Adiós, señor Rector, adiós
Lunes, 14-09-09
DECÍA el sargento chusquero en su «clase magistral» a las milicias universitarias: «La bala cuando sale del arma inicia una parábola y, al igual que la naranja se cae del naranjo, va a la tierra por la fuerza de su propio peso».
Es la fuerza de vivir la que nos lleva un día a desprendernos de nuestras instituciones, el peso de los años describen la parábola que nos conduce al «apartheid» que los legislativos han impuesto.
Aunque en este septiembre se cumplen tres años de mi jubilación, el contrato que se me hizo como catedrático emérito ha prolongado mi caída del naranjero hasta este mes de 2009. Y, aunque este último curso no he percibido salario, yo no he dejado de cumplir con las obligaciones convenidas. Pertenezco a una estirpe en la que los contratos no necesitan de notario, ni de dinero, es la palabra dada la que obliga y yo he sido consecuente con mi casta y mi abolengo.
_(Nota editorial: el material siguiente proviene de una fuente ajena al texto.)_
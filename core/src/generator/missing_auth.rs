//! # Missing Authentication Check
//!
//! Restricted to endpoints whose declared security is non-empty and not
//! the pass-through `[{}]` sentinel (spec.md §4.3).

use crate::descriptor::{ExecutionOptions, MaliciousPayload, ResponseFilter, TestDescriptor, VulnDetails};
use crate::generator::util::{fuzz_components, get_unique_params, join_uri_path, substitute_path};
use crate::model::{has_meaningful_security, NormalizedSpec};
use crate::payloads::STRIPPED_AUTH_HEADERS;
use indexmap::IndexMap;

const DEFAULT_SUCCESS_CODES: [u16; 3] = [200, 201, 301];

/// Emits one descriptor per endpoint with meaningful declared security,
/// with `Authorization`/`X-Api-Key` stripped from the executor-bound
/// passthrough headers regardless of what the caller supplied.
pub fn generate(spec: &NormalizedSpec, headers: Option<IndexMap<String, String>>) -> Vec<TestDescriptor> {
    let mut stripped = headers.unwrap_or_default();
    for header in STRIPPED_AUTH_HEADERS {
        stripped.shift_remove(header);
    }

    let mut descriptors = Vec::new();

    for endpoint in spec.endpoints.iter().filter(|e| has_meaningful_security(&e.security)) {
        let components = fuzz_components(endpoint, spec.is_v3);
        let path_params = get_unique_params(&components.path_params_in_body, &components.path_params_fuzzed);
        let endpoint_path = substitute_path(&endpoint.path, &path_params);

        descriptors.push(TestDescriptor {
            test_name: "Missing Authentication Test with Fuzzed Params".into(),
            url: join_uri_path(&[&spec.base_url, &spec.api_base_path, &endpoint_path]),
            endpoint: join_uri_path(&[&spec.api_base_path, &endpoint_path]),
            method: endpoint.http_method.as_upper().to_string(),
            body_params: components.body_params,
            query_params: components.query_params,
            path_params,
            malicious_payload: MaliciousPayload::Scalar("Security Payload Missing".into()),
            response_filter: ResponseFilter::StatusCodeFilter,
            vuln_details: VulnDetails::new(
                "Endpoint fails to implement security authentication as defined",
                "Endpoint implements security authentication as defined",
            ),
            success_codes: Some(DEFAULT_SUCCESS_CODES.to_vec()),
            response_match_regex: None,
            options: ExecutionOptions {
                headers: Some(stripped.clone()),
            },
        });
    }

    descriptors
}
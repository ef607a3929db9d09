//! # User-Data Actor Overlay
//!
//! Higher-order operation that reruns a delegate generator operation and
//! merges a chosen actor's credentials/attribute values into each resulting
//! descriptor (spec.md §4.3 final paragraph, §6). The Python source's
//! `populate_user_data` helper this mirrors was not present in the
//! retrieval pack, so the merge rule below is reconstructed directly from
//! spec.md's description: "the chosen actor's credentials and attribute
//! values are merged into each descriptor."

use crate::descriptor::TestDescriptor;
use crate::model::NormalizedSpec;
use indexmap::IndexMap;
use serde::{Deserialize, Serialize};
use serde_json::{Map, Value as JsonValue};

/// `{ actors: [ { actor1: { ... } }, { actor2: { ... } } ] }`, per spec.md §6.
#[derive(Debug, Clone, Default, Serialize, Deserialize)]
pub struct UserData {
    /// `actors[0]` carries key `actor1`; `actors[1]` carries key `actor2`.
    pub actors: Vec<Map<String, JsonValue>>,
}

fn actor_attributes(user_data: &UserData, index: usize, key: &str) -> Map<String, JsonValue> {
    user_data
        .actors
        .get(index)
        .and_then(|entry| entry.get(key))
        .and_then(JsonValue::as_object)
        .cloned()
        .unwrap_or_default()
}

fn overlay_one(mut descriptor: TestDescriptor, attributes: &Map<String, JsonValue>) -> TestDescriptor {
    if let Some(header_overrides) = attributes.get("headers").and_then(JsonValue::as_object) {
        let mut headers: IndexMap<String, String> = descriptor.options.headers.unwrap_or_default();
        for (name, value) in header_overrides {
            if let Some(s) = value.as_str() {
                headers.insert(name.clone(), s.to_string());
            }
        }
        descriptor.options.headers = Some(headers);
    }

    for param in descriptor
        .body_params
        .iter_mut()
        .chain(descriptor.query_params.iter_mut())
        .chain(descriptor.path_params.iter_mut())
    {
        if let Some(value) = attributes.get(&param.name) {
            param.value = Some(value.clone());
        }
    }

    descriptor
}

/// Runs `delegate` over `spec`, then returns overlaid copies for each
/// requested actor. Neither flag set yields an empty result; both set
/// yields `actor1`-overlaid copies followed by `actor2`-overlaid copies.
pub fn with_actor(
    spec: &NormalizedSpec,
    user_data: &UserData,
    delegate: impl Fn(&NormalizedSpec) -> Vec<TestDescriptor>,
    test_for_actor1: bool,
    test_for_actor2: bool,
) -> Vec<TestDescriptor> {
    let base_tests = delegate(spec);
    let mut overlaid = Vec::new();

    if test_for_actor1 {
        let attrs = actor_attributes(user_data, 0, "actor1");
        overlaid.extend(base_tests.iter().cloned().map(|d| overlay_one(d, &attrs)));
    }
    if test_for_actor2 {
        let attrs = actor_attributes(user_data, 1, "actor2");
        overlaid.extend(base_tests.iter().cloned().map(|d| overlay_one(d, &attrs)));
    }

    overlaid
}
En nuestra profesión universitaria la ganancia no camina por la misma senda que la función. La menor ganancia ahuyentará a los caracteres de débil determinación. Porque una Universidad, según Fernando de los Ríos, es un ethos, una conducta, una inspiración, una manera de situarse colectiva e individualmente ante la vida.
Y para poder darle esqueleto que sustente esa soberbia ambición deberá componerse con personas sin prejuicios sociales de clase, porque la transmisión del saber no reconoce clases; sin prejuicios de época, porque están llamados para hacer la historia; sin temor servil, porque la verdad fortalece; sin egoísmos de grupo ni intereses materiales, porque su gloria y su personal provecho sólo se logran con un auténtico servicio social. Botella Llusiá ratificó que lo peor de nuestra institución son las personas que buscaron en ella la fama, el dinero o el poder. Y en esto, señor Rector, radicó mi compromiso.
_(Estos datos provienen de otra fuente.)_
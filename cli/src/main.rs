#![deny(missing_docs)]

//! # apisec CLI
//!
//! Command Line Interface for the offensive API security test-plan compiler.
//!
//! Supported Commands:
//! - `generate`: Normalize a spec and emit a test plan (JSON/YAML).
//! - `validate`: Normalize a spec and report a summary, without generating tests.

use clap::{Parser, Subcommand};

use crate::error::CliResult;

mod error;
mod generate;
mod load;
mod validate;

#[derive(Parser, Debug)]
#[clap(author, version, about = "Offensive API security test-plan compiler")]
struct Cli {
    #[clap(subcommand)]
    command: Commands,
}

#[derive(Subcommand, Debug)]
enum Commands {
    /// Normalizes a spec and generates a test plan.
    Generate(generate::GenerateArgs),
    /// Normalizes a spec and reports a summary.
    Validate(validate::ValidateArgs),
}

fn init_logging() {
    let filter = tracing_subscriber::EnvFilter::try_from_default_env()
        .unwrap_or_else(|_| tracing_subscriber::EnvFilter::new("info"));
    tracing_subscriber::fmt().with_env_filter(filter).init();
}

fn main() -> CliResult<()> {
    init_logging();
    let cli = Cli::parse();

    match &cli.command {
        Commands::Generate(args) => generate::execute(args)?,
        Commands::Validate(args) => validate::execute(args)?,
    }

    Ok(())
}
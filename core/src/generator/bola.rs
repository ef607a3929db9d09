//! # BOLA (Broken Object-Level Authorization)
//!
//! Path-parameter substitution and trailing-slash adjacent-id probing
//! (spec.md §4.3).

use crate::descriptor::{ExecutionOptions, MaliciousPayload, ResponseFilter, TestDescriptor, VulnDetails};
use crate::fuzzer::generate_random_int;
use crate::generator::util::{fuzz_components, fuzz_endpoint, get_unique_params, join_uri_path, substitute_path};
use crate::model::NormalizedSpec;

const DEFAULT_SUCCESS_CODES: [u16; 3] = [200, 201, 301];

/// Restricted to endpoints with a path parameter placeholder. Substitutes
/// fuzzer-generated values into the path and issues the documented verb.
pub fn generate_path(spec: &NormalizedSpec) -> Vec<TestDescriptor> {
    let mut descriptors = Vec::new();

    for endpoint in spec.endpoints.iter().filter(|e| e.path.contains("/{")) {
        let components = fuzz_components(endpoint, spec.is_v3);
        let path_params = get_unique_params(&components.path_params_in_body, &components.path_params_fuzzed);
        let endpoint_path = substitute_path(&endpoint.path, &path_params);

        descriptors.push(TestDescriptor {
            test_name: "BOLA Path Test with Fuzzed Params".into(),
            url: join_uri_path(&[&spec.base_url, &spec.api_base_path, &endpoint_path]),
            endpoint: join_uri_path(&[&spec.api_base_path, &endpoint_path]),
            method: endpoint.http_method.as_upper().to_string(),
            body_params: components.body_params,
            query_params: components.query_params,
            path_params: path_params.clone(),
            malicious_payload: MaliciousPayload::Params(path_params),
            response_filter: ResponseFilter::StatusCodeFilter,
            vuln_details: VulnDetails::new(
                "Endpoint might be vulnerable to BOLA",
                "Endpoint is not vulnerable to BOLA",
            ),
            success_codes: Some(DEFAULT_SUCCESS_CODES.to_vec()),
            response_match_regex: None,
            options: ExecutionOptions::default(),
        });
    }

    descriptors
}

/// For every endpoint, materializes the fuzzed URL and appends
/// `/<random integer>`, probing an adjacent object id.
pub fn generate_trailing_slash(spec: &NormalizedSpec) -> Vec<TestDescriptor> {
    spec.endpoints
        .iter()
        .map(|endpoint| {
            let fuzzed = fuzz_endpoint(endpoint, spec);
            let payload = generate_random_int();
            let url = if fuzzed.url.ends_with('/') {
                format!("{}{}", fuzzed.url, payload)
            } else {
                format!("{}/{}", fuzzed.url, payload)
            };

            TestDescriptor {
                test_name: "BOLA Path Trailing Slash Test".into(),
                url,
                endpoint: fuzzed.endpoint,
                method: fuzzed.method.to_string(),
                body_params: fuzzed.body_params,
                query_params: fuzzed.query_params,
                path_params: fuzzed.path_params,
                malicious_payload: MaliciousPayload::Scalar(payload.into()),
                response_filter: ResponseFilter::StatusCodeFilter,
                vuln_details: VulnDetails::new(
                    "Endpoint might be vulnerable to BOLA",
                    "Endpoint might not vulnerable to BOLA",
                ),
                success_codes: Some(DEFAULT_SUCCESS_CODES.to_vec()),
                response_match_regex: None,
                options: ExecutionOptions::default(),
            }
        })
        .collect()
}

#[cfg(test)]
mod tests {
    use super::*;
    use crate::normalizer::normalize;
    use serde_json::json;

    fn sample() -> serde_json::Value {
        json!({
            "openapi": "3.0.0",
            "servers": [{"url": "http://h"}],
            "paths": {
                "/users/{id}": {
                    "parameters": [{"name": "id", "in": "path", "schema": {"type": "integer"}}],
                    "get": {"responses": {"200": {}}}
                },
                "/health": {"get": {"responses": {"200": {}}}}
            }
        })
    }

    #[test]
    fn bola_path_only_targets_path_parameterized_endpoints() {
        let spec = normalize(&sample()).unwrap();
        let descriptors = generate_path(&spec);
        assert_eq!(descriptors.len(), 1);
        assert!(!descriptors[0].url.contains("{id}"));
    }

    #[test]
    fn trailing_slash_covers_every_endpoint() {
        let spec = normalize(&sample()).unwrap();
        let descriptors = generate_trailing_slash(&spec);
        assert_eq!(descriptors.len(), 2);
        for d in &descriptors {
            assert!(d.url.rsplit('/').next().unwrap().parse::<i64>().is_ok());
        }
    }
}
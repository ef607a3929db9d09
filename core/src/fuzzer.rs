//! # Parameter Fuzzer
//!
//! Fills each declared `ParameterRecord` with a type-appropriate synthetic
//! value (spec.md §4.2). Pure apart from its random source.

use crate::model::{ParamType, ParameterRecord};
use rand::distributions::Alphanumeric;
use rand::{thread_rng, Rng};
use serde_json::{json, Value as JsonValue};

const FUZZ_STRING_LEN: usize = 8;

fn fuzz_value(param_type: &ParamType) -> JsonValue {
    let mut rng = thread_rng();
    match param_type {
        ParamType::String | ParamType::Unknown => {
            let s: String = (&mut rng)
                .sample_iter(Alphanumeric)
                .take(FUZZ_STRING_LEN)
                .map(char::from)
                .collect();
            json!(s)
        }
        ParamType::Integer => json!(rng.gen_range(1..1000)),
        ParamType::Number => json!(rng.gen_range(1.0..1000.0)),
        ParamType::Boolean => json!(rng.gen_bool(0.5)),
        ParamType::Array(item_type) => json!([fuzz_value(item_type)]),
        ParamType::Object(properties) => {
            let mut map = serde_json::Map::new();
            for (name, ty) in properties {
                map.insert(name.clone(), fuzz_value(ty));
            }
            JsonValue::Object(map)
        }
    }
}

/// Fills `value` on every record with a type-appropriate synthetic datum.
/// `is_v3` is accepted for signature parity with the source implementation;
/// by the time a record reaches the fuzzer, its `ParamType` has already been
/// resolved dialect-independently by the normalizer.
pub fn fuzz_params(params: &[ParameterRecord], _is_v3: bool) -> Vec<ParameterRecord> {
    params
        .iter()
        .cloned()
        .map(|mut p| {
            p.value = Some(fuzz_value(&p.param_type));
            p
        })
        .collect()
}

/// A small random non-negative integer, used by the BOLA trailing-slash
/// operation to probe an adjacent object id.
pub fn generate_random_int() -> i64 {
    thread_rng().gen_range(1..100_000)
}

#[cfg(test)]
mod tests {
    use super::*;
    use crate::model::ParamLocation;

    #[test]
    fn fuzzes_every_record() {
        let params = vec![
            ParameterRecord::new("q", ParamLocation::Query, ParamType::String),
            ParameterRecord::new("n", ParamLocation::Query, ParamType::Integer),
        ];
        let fuzzed = fuzz_params(&params, true);
        assert!(fuzzed.iter().all(|p| p.value.is_some()));
    }

    #[test]
    fn fuzzes_array_of_integers() {
        let param = ParameterRecord::new(
            "ids",
            ParamLocation::Query,
            ParamType::Array(Box::new(ParamType::Integer)),
        );
        let fuzzed = fuzz_params(std::slice::from_ref(&param), true);
        let value = fuzzed[0].value.as_ref().unwrap();
        assert!(value.is_array());
        assert_eq!(value.as_array().unwrap().len(), 1);
    }

    #[test]
    fn fuzzes_object_properties() {
        let param = ParameterRecord::new(
            "user",
            ParamLocation::Body,
            ParamType::Object(vec![("admin".into(), ParamType::Boolean)]),
        );
        let fuzzed = fuzz_params(std::slice::from_ref(&param), true);
        let value = fuzzed[0].value.as_ref().unwrap();
        assert!(value.get("admin").is_some());
    }

    #[test]
    fn unknown_type_fuzzes_to_string() {
        let param = ParameterRecord::new("x", ParamLocation::Query, ParamType::Unknown);
        let fuzzed = fuzz_params(std::slice::from_ref(&param), false);
        assert!(fuzzed[0].value.as_ref().unwrap().is_string());
    }
}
El dejar definitivamente mi conexión administrativa con la Universidad no implica que, aunque se haya extinguido el contrato, mi deuda con la sociedad se haya cancelado. Ya escribí en alguna ocasión que era incomprensible que, en España, los universitarios que cursaron sus estudios sin cubrir los gastos que causaban sus carreras no devolvieran al licenciarse, en solidaridad con los que no tuvieron esa oportunidad, parte de lo que costó su formación y sólo utilizaran el título para provecho propio. Con esta misma razón rubrico las palabras del doctor Jiménez Murillo: «Un Emérito no se jubila nunca».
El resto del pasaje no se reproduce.